## EXERCISE AIM
Print exactly the lines from the one containing "fn from(status: &str)" through the last line of the listing, both included.

## DATA PROVIDED
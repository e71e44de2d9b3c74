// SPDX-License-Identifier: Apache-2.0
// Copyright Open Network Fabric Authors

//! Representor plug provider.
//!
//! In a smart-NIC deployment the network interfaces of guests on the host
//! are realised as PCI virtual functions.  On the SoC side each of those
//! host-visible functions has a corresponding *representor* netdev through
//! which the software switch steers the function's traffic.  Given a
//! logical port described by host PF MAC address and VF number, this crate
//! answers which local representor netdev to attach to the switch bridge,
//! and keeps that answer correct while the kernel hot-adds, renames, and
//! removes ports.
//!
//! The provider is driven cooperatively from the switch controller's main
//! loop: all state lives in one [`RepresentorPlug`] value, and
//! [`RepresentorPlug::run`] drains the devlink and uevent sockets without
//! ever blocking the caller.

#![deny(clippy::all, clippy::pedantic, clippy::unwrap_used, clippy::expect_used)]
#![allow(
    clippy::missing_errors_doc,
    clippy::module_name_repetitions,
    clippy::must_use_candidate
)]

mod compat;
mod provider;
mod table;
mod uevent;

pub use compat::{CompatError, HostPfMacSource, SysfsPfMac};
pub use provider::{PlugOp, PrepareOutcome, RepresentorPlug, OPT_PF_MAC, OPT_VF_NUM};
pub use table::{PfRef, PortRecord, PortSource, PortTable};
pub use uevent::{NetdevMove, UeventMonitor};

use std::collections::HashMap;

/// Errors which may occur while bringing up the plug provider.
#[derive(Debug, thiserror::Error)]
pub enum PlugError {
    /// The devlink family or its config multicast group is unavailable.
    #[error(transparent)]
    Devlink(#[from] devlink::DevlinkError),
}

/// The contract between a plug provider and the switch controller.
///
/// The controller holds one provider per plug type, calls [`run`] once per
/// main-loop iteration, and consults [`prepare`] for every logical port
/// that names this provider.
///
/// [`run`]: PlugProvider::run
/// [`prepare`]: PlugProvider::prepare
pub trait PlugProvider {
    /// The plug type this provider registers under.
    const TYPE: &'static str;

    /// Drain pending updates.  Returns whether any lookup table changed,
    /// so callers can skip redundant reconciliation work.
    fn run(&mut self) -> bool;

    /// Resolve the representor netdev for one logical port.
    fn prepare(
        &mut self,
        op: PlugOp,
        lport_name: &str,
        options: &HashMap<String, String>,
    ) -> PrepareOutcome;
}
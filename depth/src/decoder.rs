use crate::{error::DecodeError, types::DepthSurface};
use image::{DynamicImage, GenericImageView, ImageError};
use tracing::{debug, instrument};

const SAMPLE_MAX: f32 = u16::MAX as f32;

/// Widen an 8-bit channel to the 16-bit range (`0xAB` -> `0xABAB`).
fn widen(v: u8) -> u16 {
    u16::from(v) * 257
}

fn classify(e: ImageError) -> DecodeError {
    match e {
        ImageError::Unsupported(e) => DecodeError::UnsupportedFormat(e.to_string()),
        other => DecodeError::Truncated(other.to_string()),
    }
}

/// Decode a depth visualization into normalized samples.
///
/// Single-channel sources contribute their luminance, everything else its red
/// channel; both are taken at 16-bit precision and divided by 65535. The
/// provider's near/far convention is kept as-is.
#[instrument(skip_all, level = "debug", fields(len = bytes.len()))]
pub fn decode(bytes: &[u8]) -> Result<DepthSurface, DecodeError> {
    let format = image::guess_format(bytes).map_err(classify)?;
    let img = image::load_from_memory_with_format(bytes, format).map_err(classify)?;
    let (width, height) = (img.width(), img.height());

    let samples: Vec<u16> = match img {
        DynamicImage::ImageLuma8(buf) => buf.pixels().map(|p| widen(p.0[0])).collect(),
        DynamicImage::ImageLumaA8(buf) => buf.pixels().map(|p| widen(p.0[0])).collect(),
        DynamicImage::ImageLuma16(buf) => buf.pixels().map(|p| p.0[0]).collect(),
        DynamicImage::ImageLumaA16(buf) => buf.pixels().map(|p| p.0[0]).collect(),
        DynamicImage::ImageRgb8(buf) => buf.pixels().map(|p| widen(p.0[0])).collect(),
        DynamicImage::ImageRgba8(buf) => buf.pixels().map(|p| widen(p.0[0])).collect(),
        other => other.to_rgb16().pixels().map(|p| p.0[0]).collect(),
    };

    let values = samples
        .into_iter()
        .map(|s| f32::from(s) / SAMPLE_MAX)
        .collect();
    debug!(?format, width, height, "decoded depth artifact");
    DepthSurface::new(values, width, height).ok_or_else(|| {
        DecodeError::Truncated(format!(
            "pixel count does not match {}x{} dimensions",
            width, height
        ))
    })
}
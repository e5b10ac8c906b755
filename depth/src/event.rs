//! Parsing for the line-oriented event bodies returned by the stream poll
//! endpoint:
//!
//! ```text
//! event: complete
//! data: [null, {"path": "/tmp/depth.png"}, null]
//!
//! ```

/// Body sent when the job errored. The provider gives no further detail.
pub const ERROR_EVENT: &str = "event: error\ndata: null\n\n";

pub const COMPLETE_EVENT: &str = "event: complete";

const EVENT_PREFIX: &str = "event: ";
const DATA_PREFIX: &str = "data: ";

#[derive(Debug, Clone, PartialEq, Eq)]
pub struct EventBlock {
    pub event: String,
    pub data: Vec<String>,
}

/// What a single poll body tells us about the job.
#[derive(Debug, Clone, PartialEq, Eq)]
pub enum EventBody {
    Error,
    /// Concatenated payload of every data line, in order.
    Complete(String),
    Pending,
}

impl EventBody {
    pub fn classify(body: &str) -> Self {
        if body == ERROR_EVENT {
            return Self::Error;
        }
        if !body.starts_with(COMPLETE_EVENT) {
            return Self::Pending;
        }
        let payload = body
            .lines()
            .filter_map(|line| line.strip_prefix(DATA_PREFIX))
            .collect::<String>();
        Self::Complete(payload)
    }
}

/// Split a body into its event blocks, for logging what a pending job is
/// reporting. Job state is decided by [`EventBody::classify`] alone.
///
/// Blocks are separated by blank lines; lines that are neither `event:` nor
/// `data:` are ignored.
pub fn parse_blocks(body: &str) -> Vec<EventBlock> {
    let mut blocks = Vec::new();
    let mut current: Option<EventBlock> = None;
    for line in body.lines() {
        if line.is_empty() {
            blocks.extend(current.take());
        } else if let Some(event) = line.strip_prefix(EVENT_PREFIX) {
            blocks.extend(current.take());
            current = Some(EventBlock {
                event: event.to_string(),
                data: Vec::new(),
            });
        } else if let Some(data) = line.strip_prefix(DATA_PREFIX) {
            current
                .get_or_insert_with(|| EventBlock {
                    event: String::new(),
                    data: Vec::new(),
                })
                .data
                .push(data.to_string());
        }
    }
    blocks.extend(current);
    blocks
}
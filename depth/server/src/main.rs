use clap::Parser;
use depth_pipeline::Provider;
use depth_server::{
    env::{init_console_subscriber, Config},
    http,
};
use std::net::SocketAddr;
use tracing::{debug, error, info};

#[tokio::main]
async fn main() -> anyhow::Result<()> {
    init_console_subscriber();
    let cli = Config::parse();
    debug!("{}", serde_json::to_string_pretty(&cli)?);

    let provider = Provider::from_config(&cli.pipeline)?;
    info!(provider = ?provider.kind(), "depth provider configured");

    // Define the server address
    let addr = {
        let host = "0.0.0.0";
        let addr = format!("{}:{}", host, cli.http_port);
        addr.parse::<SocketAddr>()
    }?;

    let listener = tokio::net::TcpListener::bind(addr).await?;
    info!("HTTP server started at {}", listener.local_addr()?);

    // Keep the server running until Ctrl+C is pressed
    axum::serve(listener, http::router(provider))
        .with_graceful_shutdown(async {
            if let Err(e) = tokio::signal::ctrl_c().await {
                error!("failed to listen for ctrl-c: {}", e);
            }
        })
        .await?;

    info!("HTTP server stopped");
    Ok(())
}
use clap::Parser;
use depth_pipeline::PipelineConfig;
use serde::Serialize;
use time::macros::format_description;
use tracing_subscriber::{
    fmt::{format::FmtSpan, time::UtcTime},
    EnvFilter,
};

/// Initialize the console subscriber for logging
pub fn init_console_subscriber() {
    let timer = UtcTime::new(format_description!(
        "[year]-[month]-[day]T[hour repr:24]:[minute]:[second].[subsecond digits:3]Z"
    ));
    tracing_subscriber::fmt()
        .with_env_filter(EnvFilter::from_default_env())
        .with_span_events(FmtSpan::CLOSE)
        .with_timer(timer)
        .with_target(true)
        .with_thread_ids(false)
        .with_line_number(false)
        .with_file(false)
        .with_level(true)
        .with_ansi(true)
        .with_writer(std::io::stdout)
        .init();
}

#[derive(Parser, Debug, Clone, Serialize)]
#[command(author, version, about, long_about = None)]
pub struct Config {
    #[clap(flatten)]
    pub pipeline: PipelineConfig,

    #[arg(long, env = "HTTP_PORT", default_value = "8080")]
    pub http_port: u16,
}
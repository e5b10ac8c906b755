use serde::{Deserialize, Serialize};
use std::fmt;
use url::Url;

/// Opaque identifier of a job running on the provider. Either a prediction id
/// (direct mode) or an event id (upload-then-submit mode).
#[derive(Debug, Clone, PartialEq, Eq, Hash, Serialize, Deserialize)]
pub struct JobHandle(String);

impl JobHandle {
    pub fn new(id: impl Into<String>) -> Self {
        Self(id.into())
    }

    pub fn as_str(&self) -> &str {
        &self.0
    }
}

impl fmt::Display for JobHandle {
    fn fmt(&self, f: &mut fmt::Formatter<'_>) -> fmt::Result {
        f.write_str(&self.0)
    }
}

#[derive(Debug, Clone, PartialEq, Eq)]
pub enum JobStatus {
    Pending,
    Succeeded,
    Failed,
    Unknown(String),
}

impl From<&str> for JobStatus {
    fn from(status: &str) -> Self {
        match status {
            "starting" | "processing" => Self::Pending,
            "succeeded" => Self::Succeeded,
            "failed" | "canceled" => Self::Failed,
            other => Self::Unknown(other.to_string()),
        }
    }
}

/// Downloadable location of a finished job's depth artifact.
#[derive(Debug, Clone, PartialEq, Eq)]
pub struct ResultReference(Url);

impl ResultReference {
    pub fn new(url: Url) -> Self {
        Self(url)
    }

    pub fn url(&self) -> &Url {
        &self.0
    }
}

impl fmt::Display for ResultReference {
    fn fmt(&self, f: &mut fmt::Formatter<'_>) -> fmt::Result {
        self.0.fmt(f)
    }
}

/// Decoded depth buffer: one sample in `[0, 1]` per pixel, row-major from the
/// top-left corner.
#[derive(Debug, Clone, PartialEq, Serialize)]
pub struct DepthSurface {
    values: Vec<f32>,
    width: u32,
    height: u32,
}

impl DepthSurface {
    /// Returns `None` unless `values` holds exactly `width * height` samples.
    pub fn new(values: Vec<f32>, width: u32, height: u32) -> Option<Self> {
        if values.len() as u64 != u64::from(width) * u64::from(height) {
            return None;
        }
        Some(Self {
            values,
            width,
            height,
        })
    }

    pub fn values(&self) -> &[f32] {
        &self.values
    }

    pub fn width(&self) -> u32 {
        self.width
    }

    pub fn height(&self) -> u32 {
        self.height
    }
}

## TASK OUTPUT
    fn from(status: &str) -> Self {
        match status {
            "starting" | "processing" => Self::Pending,
            "succeeded" => Self::Succeeded,
            "failed" | "canceled" => Self::Failed,
            other => Self::Unknown(other.to_string()),
        }
    }
}

/// Downloadable location of a finished job's depth artifact.
#[derive(Debug, Clone, PartialEq, Eq)]
pub struct ResultReference(Url);

impl ResultReference {
    pub fn new(url: Url) -> Self {
        Self(url)
    }

    pub fn url(&self) -> &Url {
        &self.0
    }
}

impl fmt::Display for ResultReference {
    fn fmt(&self, f: &mut fmt::Formatter<'_>) -> fmt::Result {
        self.0.fmt(f)
    }
}

/// Decoded depth buffer: one sample in `[0, 1]` per pixel, row-major from the
/// top-left corner.
#[derive(Debug, Clone, PartialEq, Serialize)]
pub struct DepthSurface {
    values: Vec<f32>,
    width: u32,
    height: u32,
}

impl DepthSurface {
    /// Returns `None` unless `values` holds exactly `width * height` samples.
    pub fn new(values: Vec<f32>, width: u32, height: u32) -> Option<Self> {
        if values.len() as u64 != u64::from(width) * u64::from(height) {
            return None;
        }
        Some(Self {
            values,
            width,
            height,
        })
    }

    pub fn values(&self) -> &[f32] {
        &self.values
    }

    pub fn width(&self) -> u32 {
        self.width
    }

    pub fn height(&self) -> u32 {
        self.height
    }
}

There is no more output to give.